Collected data:
.....
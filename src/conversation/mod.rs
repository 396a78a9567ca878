//! Conversation primitives: typed messages, explicit chat state, observers,
//! and a bounded multi-agent driver.
//!
//! Chat history is an explicit [`ConversationState`] value owned by the
//! caller, not framework-managed session storage. Display layers subscribe
//! through [`ConversationObserver`] callbacks instead of subclassing agents,
//! and the [`ConversationDriver`] runs a round-robin loop that stops on a
//! termination phrase or a round limit.

pub mod driver;
pub mod observer;

pub use driver::{
    AgentError, ChatAgent, ConversationDriver, ConversationDriverBuilder, ConversationError,
    ConversationOutcome, StopReason, TerminationCondition,
};
pub use observer::{ConversationObserver, MemoryObserver, StdOutObserver};

use std::fmt;

use serde::{Deserialize, Serialize};

/// The role a message is attributed to.
#[derive(Clone, Debug, PartialEq, Eq, Serialize, Deserialize)]
#[serde(into = "String", from = "String")]
pub enum Role {
    System,
    User,
    Assistant,
    /// Non-standard roles such as `"function"`.
    Other(String),
}

impl Role {
    pub fn as_str(&self) -> &str {
        match self {
            Role::System => "system",
            Role::User => "user",
            Role::Assistant => "assistant",
            Role::Other(role) => role,
        }
    }
}

impl fmt::Display for Role {
    fn fmt(&self, f: &mut fmt::Formatter<'_>) -> fmt::Result {
        f.write_str(self.as_str())
    }
}

impl From<&str> for Role {
    fn from(role: &str) -> Self {
        match role {
            "system" => Role::System,
            "user" => Role::User,
            "assistant" => Role::Assistant,
            other => Role::Other(other.to_string()),
        }
    }
}

impl From<String> for Role {
    fn from(role: String) -> Self {
        Role::from(role.as_str())
    }
}

impl From<Role> for String {
    fn from(role: Role) -> Self {
        role.as_str().to_string()
    }
}

/// A single message in a conversation.
///
/// # Examples
///
/// ```
/// use ragentic::conversation::{Message, Role};
///
/// let msg = Message::user("What does the context say about spark?");
/// assert_eq!(msg.role, Role::User);
/// ```
#[derive(Clone, Debug, PartialEq, Eq, Serialize, Deserialize)]
pub struct Message {
    pub role: Role,
    pub content: String,
}

impl Message {
    pub fn new(role: impl Into<Role>, content: impl Into<String>) -> Self {
        Self {
            role: role.into(),
            content: content.into(),
        }
    }

    pub fn system(content: impl Into<String>) -> Self {
        Self::new(Role::System, content)
    }

    pub fn user(content: impl Into<String>) -> Self {
        Self::new(Role::User, content)
    }

    pub fn assistant(content: impl Into<String>) -> Self {
        Self::new(Role::Assistant, content)
    }

    pub fn has_role(&self, role: &Role) -> bool {
        &self.role == role
    }
}

/// A message together with the display name of the agent that produced it.
#[derive(Clone, Debug, PartialEq, Eq, Serialize, Deserialize)]
pub struct Turn {
    pub sender: String,
    pub message: Message,
}

/// Explicit, caller-owned chat history.
///
/// The state has a plain lifecycle — create, append turns, clear — and no
/// hidden storage. Cloning yields an independent history, which makes it easy
/// to snapshot a transcript for rendering.
///
/// # Examples
///
/// ```
/// use ragentic::conversation::{ConversationState, Message};
///
/// let mut state = ConversationState::new();
/// state.append_turn("user", Message::user("hello"));
/// state.append_turn("assistant", Message::assistant("hi! TERMINATE"));
///
/// assert_eq!(state.turns().len(), 2);
/// state.clear();
/// assert!(state.is_empty());
/// ```
#[derive(Clone, Debug, Default, PartialEq, Eq, Serialize, Deserialize)]
pub struct ConversationState {
    turns: Vec<Turn>,
}

impl ConversationState {
    pub fn new() -> Self {
        Self::default()
    }

    /// Append a turn and return a reference to it.
    pub fn append_turn(&mut self, sender: impl Into<String>, message: Message) -> &Turn {
        self.turns.push(Turn {
            sender: sender.into(),
            message,
        });
        self.turns.last().expect("just pushed")
    }

    /// Drop the whole history.
    pub fn clear(&mut self) {
        self.turns.clear();
    }

    pub fn turns(&self) -> &[Turn] {
        &self.turns
    }

    /// The transcript as bare messages, in order, senders dropped.
    pub fn messages(&self) -> Vec<Message> {
        self.turns.iter().map(|turn| turn.message.clone()).collect()
    }

    pub fn len(&self) -> usize {
        self.turns.len()
    }

    pub fn is_empty(&self) -> bool {
        self.turns.is_empty()
    }
}

/// Assemble the opening prompt for a retrieval-augmented question.
///
/// Mirrors what a retrieval proxy sends as the first user message: the
/// retrieved context chunks, then the actual question.
///
/// # Examples
///
/// ```
/// use ragentic::conversation::retrieval_prompt;
///
/// let prompt = retrieval_prompt("What is FLAML?", ["FLAML is an AutoML library."]);
/// assert!(prompt.contains("FLAML is an AutoML library."));
/// assert!(prompt.ends_with("What is FLAML?"));
/// ```
pub fn retrieval_prompt<I, S>(problem: &str, context: I) -> String
where
    I: IntoIterator<Item = S>,
    S: AsRef<str>,
{
    let mut prompt = String::from(
        "Answer the question using the context below. \
         If the context does not contain the answer, say so instead of guessing.\n\nContext:\n",
    );
    for chunk in context {
        prompt.push_str(chunk.as_ref());
        prompt.push('\n');
    }
    prompt.push_str("\nQuestion: ");
    prompt.push_str(problem);
    prompt
}
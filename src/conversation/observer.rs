//! Observer callbacks for conversation turns.
//!
//! Display layers register a [`ConversationObserver`] with the driver instead
//! of subclassing agents to intercept messages. Observers receive immutable
//! turn data and must not block for long; they run inline with the loop.

use std::sync::{Arc, Mutex};

use super::Turn;

/// Callback invoked with every turn the driver appends.
pub trait ConversationObserver: Send + Sync {
    fn on_turn(&self, turn: &Turn);
}

/// Observer that collects turns in memory, for tests and UI back-ends.
#[derive(Clone, Default)]
pub struct MemoryObserver {
    turns: Arc<Mutex<Vec<Turn>>>,
}

impl MemoryObserver {
    pub fn new() -> Self {
        Self::default()
    }

    /// Snapshot of all observed turns so far.
    pub fn snapshot(&self) -> Vec<Turn> {
        self.turns.lock().unwrap().clone()
    }

    /// Drop all observed turns.
    pub fn clear(&self) {
        self.turns.lock().unwrap().clear();
    }
}

impl ConversationObserver for MemoryObserver {
    fn on_turn(&self, turn: &Turn) {
        self.turns.lock().unwrap().push(turn.clone());
    }
}

/// Observer that prints each turn to stdout.
#[derive(Clone, Copy, Debug, Default)]
pub struct StdOutObserver;

impl ConversationObserver for StdOutObserver {
    fn on_turn(&self, turn: &Turn) {
        println!(
            "[{}] {}: {}",
            turn.message.role, turn.sender, turn.message.content
        );
    }
}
.....
| EXERCISE INSTRUCTIONS |
Each line of the data that holds the word "AutoML" should be copied.

| SOLUTION FOR THIS EXERCISE |
/// let prompt = retrieval_prompt("What is FLAML?", ["FLAML is an AutoML library."]);
/// assert!(prompt.contains("FLAML is an AutoML library."));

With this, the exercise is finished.